As a parent it makes you feel helpless! No worst feeling. 
? for y’all.


----------



## kmaxwell3 (Dec 23, 2019)

Thanks guys. Still hanging there. Have to do more test later this week looks like.


----------



## speedcop (Dec 23, 2019)

Remember God works in mysterious ways. Let’s hope it’s a Christmas miracle.Our prayers are sent and arms open if we can help.


----------



## kmaxwell3 (Dec 24, 2019)

He is much better. He is sitting up playing this morn with physical therapy.  His brothers and sisters came to see him yesterday and that made a high difference with him. Thanks again guys!!


----------



## NCHillbilly (Dec 24, 2019)

kmaxwell3 said:


> He is much better. He is sitting up playing this morn with physical therapy.  His brothers and sisters came to see him yesterday and that made a high difference with him. Thanks again guys!!


I hope that things continue to improve,. We are thinking about y'all.


----------



## 4HAND (Dec 24, 2019)

kmaxwell3 said:


> He is much better. He is sitting up playing this morn with physical therapy.  His brothers and sisters came to see him yesterday and that made a high difference with him. Thanks again guys!!


So glad to hear that!
Continuing prayers.


----------



## kmaxwell3 (Dec 24, 2019)

So they took him off oxygen and his ivs. Looking much better. Still have a long road once we figure out what this is.


----------



## Nicodemus (Dec 24, 2019)

My prayers are with you, through it all.


----------



## NE GA Pappy (Dec 24, 2019)

glad to hear that Hudson is feeling somewhat better.

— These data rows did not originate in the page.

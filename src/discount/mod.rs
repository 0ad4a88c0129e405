//! Распределение скидок по выбранным местам.
//!
//! Для каждой категории пользователь раздаёт количество мест по тарифам
//! (обычный + скидки категории). Правила:
//! - значение одного тарифа берётся только из [`available_counts`];
//! - после любого изменения сумма по всем тарифам не превышает число
//!   выбранных мест, иначе изменение отбрасывается;
//! - подтверждение возможно только при точном совпадении сумм, и общей,
//!   и по каждой категории.

pub mod options;
pub mod pricing;

use std::collections::{BTreeMap, HashMap};
use tracing::{debug, info, warn};

pub use options::available_counts;
pub use pricing::{PaymentQuote, QuoteLine};

use crate::{
    catalog::GradeCatalog,
    error::AllocationError,
    models::{DiscountTier, GradeDiscounts, SeatGrade, SeatGradeId, TierRef},
};

/// Распределение: (категория, тариф) -> количество мест.
///
/// Обновляется целиком: [`AllocationAssignment::with_count`] возвращает новое
/// значение, исходное остаётся нетронутым.
#[derive(Debug, Clone, Default, PartialEq, Eq)]
pub struct AllocationAssignment {
    counts: BTreeMap<(SeatGradeId, TierRef), u32>,
}

impl AllocationAssignment {
    pub fn get(&self, grade: &SeatGradeId, tier: &TierRef) -> u32 {
        self.counts
            .get(&(grade.clone(), tier.clone()))
            .copied()
            .unwrap_or(0)
    }

    pub fn with_count(&self, grade: &SeatGradeId, tier: &TierRef, count: u32) -> Self {
        let mut counts = self.counts.clone();
        let key = (grade.clone(), tier.clone());
        if count == 0 {
            counts.remove(&key);
        } else {
            counts.insert(key, count);
        }
        Self { counts }
    }

    pub fn total(&self) -> u32 {
        self.counts.values().sum()
    }

    pub fn grade_total(&self, grade: &SeatGradeId) -> u32 {
        self.counts
            .iter()
            .filter(|((g, _), _)| g == grade)
            .map(|(_, c)| *c)
            .sum()
    }
}

/// Категория на шаге скидок: сколько мест выбрано и какие тарифы доступны.
#[derive(Debug, Clone)]
pub struct GradeAllocation {
    pub grade: SeatGrade,
    pub selected: u32,
    /// Обычный тариф всегда первым.
    pub tiers: Vec<DiscountTier>,
}

impl GradeAllocation {
    pub fn tier(&self, tier: &TierRef) -> Option<&DiscountTier> {
        self.tiers.iter().find(|t| &t.tier == tier)
    }

    pub fn unit_price(&self, tier: &DiscountTier) -> u64 {
        pricing::unit_price(self.grade.price, tier.rate)
    }
}

#[derive(Debug, Clone)]
pub struct DiscountAllocationEngine {
    grades: Vec<GradeAllocation>,
    assignment: AllocationAssignment,
    total_seats: u32,
}

impl DiscountAllocationEngine {
    /// Собирает шаг скидок из сгруппированного выбора, каталога категорий и
    /// ответа бэкенда о применимых скидках. Категории упорядочены как в каталоге;
    /// категория без записи в ответе получает только обычный тариф.
    pub fn new(
        grouped: &BTreeMap<SeatGradeId, u32>,
        catalog: &GradeCatalog,
        discounts: Vec<GradeDiscounts>,
    ) -> Self {
        let mut by_grade: HashMap<SeatGradeId, GradeDiscounts> =
            discounts.into_iter().map(|d| (d.id.clone(), d)).collect();

        let mut grades: Vec<GradeAllocation> = grouped
            .iter()
            .filter(|(_, count)| **count > 0)
            .map(|(grade_id, count)| {
                let grade = match catalog.get(grade_id) {
                    Some(info) => info.grade.clone(),
                    None => {
                        warn!("Grade {} is missing from the catalog, pricing it at 0", grade_id);
                        SeatGrade { id: grade_id.clone(), name: grade_id.to_string(), price: 0 }
                    }
                };
                let tiers = by_grade
                    .remove(grade_id)
                    .map(|d| d.tiers())
                    .unwrap_or_else(|| vec![DiscountTier::normal()]);

                GradeAllocation { grade, selected: *count, tiers }
            })
            .collect();
        grades.sort_by_key(|g| catalog.position(&g.grade.id));

        for ignored in by_grade.keys() {
            debug!("Ignoring discounts for unselected grade {}", ignored);
        }

        let total_seats = grades.iter().map(|g| g.selected).sum();
        Self { grades, assignment: AllocationAssignment::default(), total_seats }
    }

    pub fn grades(&self) -> &[GradeAllocation] {
        &self.grades
    }

    pub fn grade(&self, grade_id: &SeatGradeId) -> Option<&GradeAllocation> {
        self.grades.iter().find(|g| &g.grade.id == grade_id)
    }

    pub fn assignment(&self) -> &AllocationAssignment {
        &self.assignment
    }

    pub fn total_seats(&self) -> u32 {
        self.total_seats
    }

    pub fn assigned_total(&self) -> u32 {
        self.assignment.total()
    }

    fn lookup(
        &self,
        grade_id: &SeatGradeId,
        tier: &TierRef,
    ) -> Result<(&GradeAllocation, &DiscountTier), AllocationError> {
        let grade = self
            .grade(grade_id)
            .ok_or_else(|| AllocationError::UnknownGrade(grade_id.clone()))?;
        let discount_tier = grade.tier(tier).ok_or_else(|| AllocationError::UnknownTier {
            grade: grade_id.clone(),
            tier: tier.clone(),
        })?;
        Ok((grade, discount_tier))
    }

    /// Шаги выпадающего списка для тарифа категории.
    pub fn options(&self, grade_id: &SeatGradeId, tier: &TierRef) -> Result<Vec<u32>, AllocationError> {
        let (grade, discount_tier) = self.lookup(grade_id, tier)?;
        Ok(discount_tier.available_counts(grade.selected))
    }

    /// Меняет количество для одного тарифа. При ошибке распределение не меняется.
    pub fn set_count(
        &mut self,
        grade_id: &SeatGradeId,
        tier: &TierRef,
        count: u32,
    ) -> Result<(), AllocationError> {
        let (grade, discount_tier) = self.lookup(grade_id, tier)?;

        let allowed = discount_tier.available_counts(grade.selected);
        if !allowed.contains(&count) {
            warn!("Allocation edit {}/{}={} rejected: allowed {:?}", grade_id, tier, count, allowed);
            return Err(AllocationError::IllegalCount { count, allowed });
        }

        let next = self.assignment.with_count(grade_id, tier, count);
        let assigned = next.total();
        if assigned > self.total_seats {
            warn!(
                "Allocation edit {}/{}={} rejected: {} assigned for {} seats",
                grade_id, tier, count, assigned, self.total_seats
            );
            return Err(AllocationError::CountOverflow { assigned, total: self.total_seats });
        }

        self.assignment = next;
        debug!("Allocation {}/{} set to {} ({} of {} assigned)", grade_id, tier, count, assigned, self.total_seats);
        Ok(())
    }

    /// Предварительный расчёт по текущему распределению.
    pub fn quote(&self) -> PaymentQuote {
        PaymentQuote::build(&self.grades, &self.assignment)
    }

    /// Проверяет распределение и отдаёт итог для оплаты. При расхождении
    /// состояние сохраняется, чтобы пользователь мог исправить выбор.
    pub fn confirm(&self) -> Result<PaymentQuote, AllocationError> {
        let assigned = self.assignment.total();
        if assigned != self.total_seats {
            warn!("Allocation confirm blocked: {} assigned for {} seats", assigned, self.total_seats);
            return Err(AllocationError::CountMismatch { assigned, total: self.total_seats });
        }

        if let Some(grade) = self
            .grades
            .iter()
            .find(|g| self.assignment.grade_total(&g.grade.id) != g.selected)
        {
            warn!("Allocation confirm blocked: grade {} does not add up", grade.grade.id);
            return Err(AllocationError::GradeMismatch {
                grade: grade.grade.id.clone(),
                assigned: self.assignment.grade_total(&grade.grade.id),
                selected: grade.selected,
            });
        }

        let quote = self.quote();
        info!("Allocation confirmed: {} seats, total {}", self.total_seats, quote.total_amount());
        Ok(quote)
    }
}
use std::fmt;
use std::ops::Range;

use codespan_reporting::diagnostic::{Diagnostic, Label};

use crate::parser::input::Line;

/// A parse failure, located at a 1-based line of the input.
#[derive(Debug, Clone, PartialEq, Eq)]
pub struct ParseError {
    /// `None` when the location is unknown (displayed as `-1`).
    pub line: Option<usize>,
    pub message: String,
    /// Byte range of the offending line, for diagnostics rendering.
    pub span: Option<Range<usize>>,
}

impl ParseError {
    pub fn new(message: impl Into<String>) -> Self {
        ParseError {
            line: None,
            message: message.into(),
            span: None,
        }
    }

    pub fn at(line: usize, message: impl Into<String>) -> Self {
        ParseError {
            line: Some(line),
            message: message.into(),
            span: None,
        }
    }

    /// An error about a line that was read from the input.
    pub fn at_line(line: &Line, message: impl Into<String>) -> Self {
        ParseError {
            line: Some(line.number),
            message: message.into(),
            span: Some(line.span.clone()),
        }
    }

    pub fn with_span(mut self, span: Range<usize>) -> Self {
        self.span = Some(span);
        self
    }

    /// Convert to a codespan-reporting Diagnostic for display.
    pub fn to_diagnostic(&self, file_id: usize) -> Diagnostic<usize> {
        let diagnostic = Diagnostic::error().with_message(&self.message);
        match &self.span {
            Some(span) => diagnostic.with_labels(vec![Label::primary(file_id, span.clone())]),
            None => diagnostic,
        }
    }
}

impl fmt::Display for ParseError {
    fn fmt(&self, f: &mut fmt::Formatter<'_>) -> fmt::Result {
        match self.line {
            Some(line) => write!(f, "[line {}] {}", line, self.message),
            None => write!(f, "[line -1] {}", self.message),
        }
    }
}

impl std::error::Error for ParseError {}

We are still praying for the little feller.... Tell him we all said Merry Christmas


----------



## dslc6487 (Dec 24, 2019)

Praying for Hudson and the whole family.  Also, may God lead the hands of the medical staff that is taking care of Hudson.  You will continue to be in our prayers...


----------



## oops1 (Dec 24, 2019)

Continued prayers. Merry Christmas to you fine folks.


----------



## kmaxwell3 (Dec 24, 2019)

Merry Christmas guys.


----------



## Mexican Squealer (Dec 24, 2019)

Prayers continue Merry Christmas to y’all


----------



## 4HAND (Dec 24, 2019)

Merry Christmas kmaxwell3!


----------



## Milkman (Dec 24, 2019)

Thanks for the report. Don’t ever forget the power of prayer


----------



## Ruger#3 (Dec 24, 2019)

Heavenly Father, giver of life and health: Comfort and relieve your sick servant Hudson, and give your power of healing to those who minister to his needs, that he may be strengthened in his weakness and have confidence in your loving care; through Jesus Christ our Lord. Amen.


----------



## 4HAND (Dec 28, 2019)

How are things going @kmaxwell3?


----------



## kmaxwell3 (Dec 29, 2019)

4HAND said:


> How are things going @kmaxwell3?


He is much better. Still at hospital.  He will have another bone marrow test tomorrow morning if his blood counts are still up.


----------



## The Original Rooster (Dec 29, 2019)

So glad to hear he is feeling better. My prayers for all of y'all.


----------



## kmaxwell3 (Dec 30, 2019)

So they just postpone the bone marrow test.  His blood counts had went up Friday.  His blood counts have dropped again.  They were 180 Saturday and 130 Sunday and now 109. They need to be 300. Doctor are coming to see us soon as they get to hospital.  Not sure what time that will be yet.


----------



## NoOne (Dec 30, 2019)

Still praying and trusting in the Lord's grace, mercy and peace for Hudson and family, May God bless.


----------



## blood on the ground (Dec 30, 2019)

kmaxwell3 said:


> So they just postpone the bone marrow test.  His blood counts had went up Friday.  His blood counts have dropped again.  They were 180 Saturday and 130 Sunday and now 109. They need to be 300. Doctor are coming to see us soon as they get to hospital.  Not sure what time that will be yet.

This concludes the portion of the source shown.